» Required work:
Below are some records. Copy every line in them that holds "AppError".
-- Source information follows --
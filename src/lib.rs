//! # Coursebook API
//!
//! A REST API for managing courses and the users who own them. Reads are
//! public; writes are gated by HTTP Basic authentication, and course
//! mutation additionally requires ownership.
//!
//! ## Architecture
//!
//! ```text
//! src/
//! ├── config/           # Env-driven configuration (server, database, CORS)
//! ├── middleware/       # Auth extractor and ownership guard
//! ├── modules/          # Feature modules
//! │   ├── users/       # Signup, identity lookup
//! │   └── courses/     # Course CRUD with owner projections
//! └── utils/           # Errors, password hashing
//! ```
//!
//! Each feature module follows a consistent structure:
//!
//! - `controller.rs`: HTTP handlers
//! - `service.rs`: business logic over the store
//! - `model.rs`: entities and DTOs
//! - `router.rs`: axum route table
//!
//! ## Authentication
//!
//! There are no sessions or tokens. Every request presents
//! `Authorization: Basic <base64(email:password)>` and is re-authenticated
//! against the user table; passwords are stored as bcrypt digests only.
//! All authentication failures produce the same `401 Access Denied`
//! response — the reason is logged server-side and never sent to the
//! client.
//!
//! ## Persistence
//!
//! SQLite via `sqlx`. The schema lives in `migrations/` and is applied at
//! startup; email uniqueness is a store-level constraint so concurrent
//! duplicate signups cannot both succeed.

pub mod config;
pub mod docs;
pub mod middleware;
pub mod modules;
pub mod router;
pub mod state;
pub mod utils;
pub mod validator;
-- Source information concluded --
-- Source information follows --
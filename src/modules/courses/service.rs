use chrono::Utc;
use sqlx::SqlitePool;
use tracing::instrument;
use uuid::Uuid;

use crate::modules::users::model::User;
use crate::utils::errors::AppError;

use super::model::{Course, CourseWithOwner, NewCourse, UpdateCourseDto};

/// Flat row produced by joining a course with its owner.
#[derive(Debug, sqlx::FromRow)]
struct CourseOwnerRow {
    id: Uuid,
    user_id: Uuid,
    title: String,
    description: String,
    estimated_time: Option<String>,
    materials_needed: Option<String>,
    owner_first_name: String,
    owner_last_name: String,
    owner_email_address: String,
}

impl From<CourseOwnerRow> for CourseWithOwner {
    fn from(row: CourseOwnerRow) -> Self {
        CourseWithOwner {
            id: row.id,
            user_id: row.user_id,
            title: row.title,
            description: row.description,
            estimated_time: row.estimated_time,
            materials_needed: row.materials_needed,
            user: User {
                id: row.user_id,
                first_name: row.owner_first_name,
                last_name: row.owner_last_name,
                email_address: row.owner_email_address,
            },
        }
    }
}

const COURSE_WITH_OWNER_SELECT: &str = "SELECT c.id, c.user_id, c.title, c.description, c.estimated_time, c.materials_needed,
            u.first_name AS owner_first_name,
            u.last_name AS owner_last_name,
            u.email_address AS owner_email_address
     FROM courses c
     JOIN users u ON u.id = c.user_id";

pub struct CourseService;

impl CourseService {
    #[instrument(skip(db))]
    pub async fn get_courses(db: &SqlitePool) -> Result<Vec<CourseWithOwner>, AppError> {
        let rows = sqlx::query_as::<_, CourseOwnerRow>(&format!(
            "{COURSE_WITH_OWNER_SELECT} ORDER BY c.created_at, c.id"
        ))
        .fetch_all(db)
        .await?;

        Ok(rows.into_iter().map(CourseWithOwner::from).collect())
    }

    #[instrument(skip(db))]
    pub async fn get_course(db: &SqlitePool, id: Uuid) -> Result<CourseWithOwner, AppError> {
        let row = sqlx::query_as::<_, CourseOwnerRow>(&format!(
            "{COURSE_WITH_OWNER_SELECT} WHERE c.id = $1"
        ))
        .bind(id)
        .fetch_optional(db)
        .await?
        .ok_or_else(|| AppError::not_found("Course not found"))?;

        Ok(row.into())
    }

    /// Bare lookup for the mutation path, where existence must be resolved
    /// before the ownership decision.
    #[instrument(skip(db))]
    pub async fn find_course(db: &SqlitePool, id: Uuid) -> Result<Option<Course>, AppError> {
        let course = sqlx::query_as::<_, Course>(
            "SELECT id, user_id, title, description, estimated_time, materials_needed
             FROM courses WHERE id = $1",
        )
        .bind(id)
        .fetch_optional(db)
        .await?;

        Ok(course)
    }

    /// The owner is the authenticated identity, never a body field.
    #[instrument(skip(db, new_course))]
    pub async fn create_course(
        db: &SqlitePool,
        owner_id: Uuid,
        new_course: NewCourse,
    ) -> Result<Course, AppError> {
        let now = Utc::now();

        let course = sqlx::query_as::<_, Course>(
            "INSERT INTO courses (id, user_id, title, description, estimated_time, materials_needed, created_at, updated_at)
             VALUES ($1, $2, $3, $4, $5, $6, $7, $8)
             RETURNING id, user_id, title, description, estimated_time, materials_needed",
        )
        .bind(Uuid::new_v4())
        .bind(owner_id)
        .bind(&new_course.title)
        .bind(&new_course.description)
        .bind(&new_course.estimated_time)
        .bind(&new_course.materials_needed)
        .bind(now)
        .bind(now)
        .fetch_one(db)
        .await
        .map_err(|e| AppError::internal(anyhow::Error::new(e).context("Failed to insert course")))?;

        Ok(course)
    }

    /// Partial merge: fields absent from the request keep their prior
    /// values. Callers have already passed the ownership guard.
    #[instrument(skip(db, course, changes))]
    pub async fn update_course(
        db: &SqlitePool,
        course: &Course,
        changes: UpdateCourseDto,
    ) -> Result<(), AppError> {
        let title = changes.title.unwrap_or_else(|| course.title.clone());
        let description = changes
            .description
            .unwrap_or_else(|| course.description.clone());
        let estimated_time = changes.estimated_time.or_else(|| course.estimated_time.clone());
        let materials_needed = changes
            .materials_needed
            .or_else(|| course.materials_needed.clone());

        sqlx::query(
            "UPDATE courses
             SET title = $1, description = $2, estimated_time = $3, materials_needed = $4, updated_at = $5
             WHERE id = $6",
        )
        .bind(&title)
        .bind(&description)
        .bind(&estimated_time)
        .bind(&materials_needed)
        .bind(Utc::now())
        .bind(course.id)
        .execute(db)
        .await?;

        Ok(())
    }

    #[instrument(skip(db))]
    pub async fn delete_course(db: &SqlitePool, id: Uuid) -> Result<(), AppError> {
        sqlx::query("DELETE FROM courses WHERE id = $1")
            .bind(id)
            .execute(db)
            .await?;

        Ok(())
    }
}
-- Source information concluded --
» Exercise output:
use crate::utils::errors::AppError;
    pub async fn get_courses(db: &SqlitePool) -> Result<Vec<CourseWithOwner>, AppError> {
    pub async fn get_course(db: &SqlitePool, id: Uuid) -> Result<CourseWithOwner, AppError> {
        .ok_or_else(|| AppError::not_found("Course not found"))?;
    pub async fn find_course(db: &SqlitePool, id: Uuid) -> Result<Option<Course>, AppError> {
    ) -> Result<Course, AppError> {
        .map_err(|e| AppError::internal(anyhow::Error::new(e).context("Failed to insert course")))?;
    ) -> Result<(), AppError> {
    pub async fn delete_course(db: &SqlitePool, id: Uuid) -> Result<(), AppError> {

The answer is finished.